Return the material unaltered, line by line.

--- Provided records Enclosed Below ---

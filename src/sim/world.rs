use rayon::prelude::*;
use rayon::{ThreadPool, ThreadPoolBuilder};
use tracing::{info, trace};

use super::bot::Bot;
use crate::dsl::vm::Limits;
use crate::error::AppError;
use crate::settings::SimSettings;

/// All live bots plus the worker pool that ticks them.
///
/// A tick has two phases. First every bot runs its machine on one of the
/// workers; each bot is visited exactly once and the phase ends only when
/// all of them are done. Then positions are integrated on the calling thread.
pub struct World {
    bots: Vec<Bot>,
    pool: ThreadPool,
    cycles_per_tick: u32,
    dt: f64,
    limits: Limits,
    ticks: u64,
}

impl World {
    pub fn new(settings: &SimSettings) -> Result<Self, AppError> {
        settings.validate()?;
        let pool = ThreadPoolBuilder::new()
            .num_threads(settings.workers)
            .thread_name(|i| format!("bot-worker-{i}"))
            .build()?;
        info!(workers = settings.workers, cycles_per_tick = settings.cycles_per_tick, "world created");
        Ok(Self {
            bots: Vec::new(),
            pool,
            cycles_per_tick: settings.cycles_per_tick,
            dt: settings.dt,
            limits: settings.limits(),
            ticks: 0,
        })
    }

    /// Add a bot. The world's execution limits are applied to its machine.
    pub fn spawn(&mut self, mut bot: Bot) {
        bot.set_limits(self.limits);
        self.bots.push(bot);
    }

    pub fn bots(&self) -> &[Bot] {
        &self.bots
    }

    pub fn bot_mut(&mut self, index: usize) -> Option<&mut Bot> {
        self.bots.get_mut(index)
    }

    pub fn len(&self) -> usize {
        self.bots.len()
    }

    pub fn is_empty(&self) -> bool {
        self.bots.is_empty()
    }

    pub fn ticks(&self) -> u64 {
        self.ticks
    }

    pub fn workers(&self) -> usize {
        self.pool.current_num_threads()
    }

    pub fn tick(&mut self) {
        let cycles = self.cycles_per_tick;
        let bots = &mut self.bots;
        self.pool.install(|| {
            bots.par_iter_mut().for_each(|bot| {
                bot.body_mut().frame_reset();
                for _ in 0..cycles {
                    bot.run();
                }
            });
        });

        for bot in &mut self.bots {
            bot.body_mut().integrate(self.dt);
        }
        self.ticks += 1;
        trace!(tick = self.ticks, bots = self.bots.len(), "tick complete");
    }

    /// Run `ticks` ticks back to back.
    pub fn advance(&mut self, ticks: u64) {
        info!(ticks, bots = self.bots.len(), "advancing world");
        for _ in 0..ticks {
            self.tick();
        }
    }
}

impl std::fmt::Debug for World {
    fn fmt(&self, f: &mut std::fmt::Formatter<'_>) -> std::fmt::Result {
        f.debug_struct("World")
            .field("bots", &self.bots.len())
            .field("workers", &self.workers())
            .field("cycles_per_tick", &self.cycles_per_tick)
            .field("ticks", &self.ticks)
            .finish_non_exhaustive()
    }
}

--- End of Enclosed Provided records ---

- Solution
filename src/sim/world.rs
use rayon::prelude::*;
use rayon::{ThreadPool, ThreadPoolBuilder};
use tracing::{info, trace};

use super::bot::Bot;
use crate::dsl::vm::Limits;
use crate::error::AppError;
use crate::settings::SimSettings;

/// All live bots plus the worker pool that ticks them.
///
/// A tick has two phases. First every bot runs its machine on one of the
/// workers; each bot is visited exactly once and the phase ends only when
/// all of them are done. Then positions are integrated on the calling thread.
pub struct World {
    bots: Vec<Bot>,
    pool: ThreadPool,
    cycles_per_tick: u32,
    dt: f64,
    limits: Limits,
    ticks: u64,
}

impl World {
    pub fn new(settings: &SimSettings) -> Result<Self, AppError> {
        settings.validate()?;
        let pool = ThreadPoolBuilder::new()
            .num_threads(settings.workers)
            .thread_name(|i| format!("bot-worker-{i}"))
            .build()?;
        info!(workers = settings.workers, cycles_per_tick = settings.cycles_per_tick, "world created");
        Ok(Self {
            bots: Vec::new(),
            pool,
            cycles_per_tick: settings.cycles_per_tick,
            dt: settings.dt,
            limits: settings.limits(),
            ticks: 0,
        })
    }

    /// Add a bot. The world's execution limits are applied to its machine.
    pub fn spawn(&mut self, mut bot: Bot) {
        bot.set_limits(self.limits);
        self.bots.push(bot);
    }

    pub fn bots(&self) -> &[Bot] {
        &self.bots
    }

    pub fn bot_mut(&mut self, index: usize) -> Option<&mut Bot> {
        self.bots.get_mut(index)
    }

    pub fn len(&self) -> usize {
        self.bots.len()
    }

    pub fn is_empty(&self) -> bool {
        self.bots.is_empty()
    }

    pub fn ticks(&self) -> u64 {
        self.ticks
    }

    pub fn workers(&self) -> usize {
        self.pool.current_num_threads()
    }

    pub fn tick(&mut self) {
        let cycles = self.cycles_per_tick;
        let bots = &mut self.bots;
        self.pool.install(|| {
            bots.par_iter_mut().for_each(|bot| {
                bot.body_mut().frame_reset();
                for _ in 0..cycles {
                    bot.run();
                }
            });
        });

        for bot in &mut self.bots {
            bot.body_mut().integrate(self.dt);
        }
        self.ticks += 1;
        trace!(tick = self.ticks, bots = self.bots.len(), "tick complete");
    }

    /// Run `ticks` ticks back to back.
    pub fn advance(&mut self, ticks: u64) {
        info!(ticks, bots = self.bots.len(), "advancing world");
        for _ in 0..ticks {
            self.tick();
        }
    }
}

impl std::fmt::Debug for World {
    fn fmt(&self, f: &mut std::fmt::Formatter<'_>) -> std::fmt::Result {
        f.debug_struct("World")
            .field("bots", &self.bots.len())
            .field("workers", &self.workers())
            .field("cycles_per_tick", &self.cycles_per_tick)
            .field("ticks", &self.ticks)
            .finish_non_exhaustive()
    }
}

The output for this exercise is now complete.